Hongseok Namkoong, Columbia University, Fall 2020

Description

As ML systems increasingly affect high-stakes decisions, it is critical that they maintain a reliable level of performance under operation. However, traditional modeling assumptions rarely hold in practice due to noisy inputs, shifts in environment, omitted variables, and even adversarial attacks. The standard machine learning paradigm that optimize average performance is brittle to even small distributional shifts, exhibiting poor performance on minority groups and tail inputs. Even performance of heavily engineered state-of-the-art models degrades significantly on domains that are slightly different from what the model was trained on. Lack of understanding of their failure modes highlights the need for models that reliably work, and rigorous safety tests to evaluate them.

This course surveys a range of emerging topics on reliability and robustness in machine learning. Most of the topics discussed in this class are active research areas, and relevant reading materials will draw upon recent literature (to be posted on the website). The goal of this class is to foster discussion on new research questions. This will encompass theoretical and methodological developments, modeling considerations, novel application areas, and other concerns rising out of practice.

Lectures

Tuesday, 3:50 - 7:05 PM in Uris 333 (see Canvas for Zoom link)

Course staff

Hongseok Namkoong (Instructor)

  • Email: namkoong (at) gsb.columbia.edu

  • Office hours: Wednesdays 4-5pm on Zoom

Chao Qin (TA)

  • Email: CQin22 (at) gsb.columbia.edu

  • Office hours: Fridays 4-5pm on Zoom

Prerequisites

There are no formal prerequisites, but the class will be fast-paced and will assume a strong background in machine learning, statistics, and optimization. This is a class intended for PhD students conducting research in related fields. Although some materials are of applied interest, this course has significant theoretical content that require mathematical maturity. The ability to read, write, and think rigorously is essential to understanding the material.

Grading

2 problem sets (50%) and a final project (50%).

Enrollment and HyFlex

Non-GSB students can follow this instruction to enroll in the class between Aug 28–Sep 4. Outside of this time window, email the instructor to enroll in the class.

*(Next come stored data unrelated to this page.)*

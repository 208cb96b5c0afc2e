//! In-process backlog estimator.
//!
//! Keeps advertisements in memory instead of on a share. Clones share the same registry, so
//! several copiers inside one process throttle each other exactly like separate processes do
//! through lock files.

use crate::estimator::{Backlog, BacklogEstimator, BypassHint, Error, TransferRequest};

#[derive(Debug, Clone)]
struct Entry {
    timestamp_ms: i64,
    size_mb: u64,
    source_dir: Option<std::path::PathBuf>,
    target_dir: Option<std::path::PathBuf>,
}

#[derive(Debug, Default)]
struct Registry {
    next_id: u64,
    entries: std::collections::BTreeMap<u64, Entry>,
}

#[derive(Debug, Clone)]
pub struct MemoryEstimator {
    registry: std::sync::Arc<std::sync::Mutex<Registry>>,
    max_lock_age: std::time::Duration,
}

impl Default for MemoryEstimator {
    fn default() -> Self {
        Self::with_max_lock_age(std::time::Duration::from_secs(180 * 60))
    }
}

#[derive(Debug, Clone, Copy, PartialEq, Eq)]
pub struct MemoryTicket {
    id: u64,
}

impl MemoryEstimator {
    pub fn new() -> Self {
        Self::default()
    }

    /// Advertisements older than `max_lock_age` no longer count, like stale lock files.
    pub fn with_max_lock_age(max_lock_age: std::time::Duration) -> Self {
        Self {
            registry: Default::default(),
            max_lock_age,
        }
    }

    /// Drop an advertisement from outside, the in-memory counterpart of deleting a lock file.
    pub fn withdraw(&self, ticket: MemoryTicket) {
        self.registry.lock().unwrap().entries.remove(&ticket.id);
    }

    pub fn len(&self) -> usize {
        self.registry.lock().unwrap().entries.len()
    }

    pub fn is_empty(&self) -> bool {
        self.len() == 0
    }
}

impl BacklogEstimator for MemoryEstimator {
    type Ticket = MemoryTicket;

    async fn register(&self, request: &TransferRequest) -> Result<MemoryTicket, Error> {
        let mut registry = self.registry.lock().unwrap();
        let id = registry.next_id;
        registry.next_id += 1;
        registry.entries.insert(
            id,
            Entry {
                timestamp_ms: request.timestamp.timestamp_millis(),
                size_mb: request.size_mb(),
                source_dir: request.source_share.as_ref().map(|s| s.lock_dir.clone()),
                target_dir: request.target_share.as_ref().map(|s| s.lock_dir.clone()),
            },
        );
        Ok(MemoryTicket { id })
    }

    async fn backlog(
        &self,
        request: &TransferRequest,
        now: chrono::DateTime<chrono::Utc>,
    ) -> Backlog {
        let own_millis = request.timestamp.timestamp_millis();
        let now_millis = now.timestamp_millis();
        let max_age_millis = i64::try_from(self.max_lock_age.as_millis()).unwrap_or(i64::MAX);
        let source_dir = request.source_share.as_ref().map(|s| &s.lock_dir);
        let target_dir = request.target_share.as_ref().map(|s| &s.lock_dir);
        let registry = self.registry.lock().unwrap();
        let mut backlog = Backlog::default();
        for entry in registry
            .entries
            .values()
            .filter(|entry| entry.timestamp_ms < own_millis)
            .filter(|entry| now_millis.saturating_sub(entry.timestamp_ms) < max_age_millis)
        {
            let dirs = [entry.source_dir.as_ref(), entry.target_dir.as_ref()];
            if source_dir.is_some() && dirs.contains(&source_dir) {
                backlog.source.add(entry.size_mb);
            }
            if target_dir.is_some() && dirs.contains(&target_dir) {
                backlog.target.add(entry.size_mb);
            }
        }
        backlog
    }

    async fn is_withdrawn(&self, ticket: &MemoryTicket) -> bool {
        !self
            .registry
            .lock()
            .unwrap()
            .entries
            .contains_key(&ticket.id)
    }

    async fn release(&self, ticket: MemoryTicket) {
        self.withdraw(ticket);
    }

    fn bypass_hint(&self, _ticket: &MemoryTicket) -> BypassHint {
        BypassHint::default()
    }
}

This class will be in the HyFlex format. This means that the lectures will take place in Uris 333, and will be simultaneously broadcasted on Zoom (see Canvas for Zoom link). Enrolled students will have the option of physically attending lectures on certain dates. Email the course staff if you are enrolled in the class, but will only virtually attend lectures. Auditing students should join via Zoom.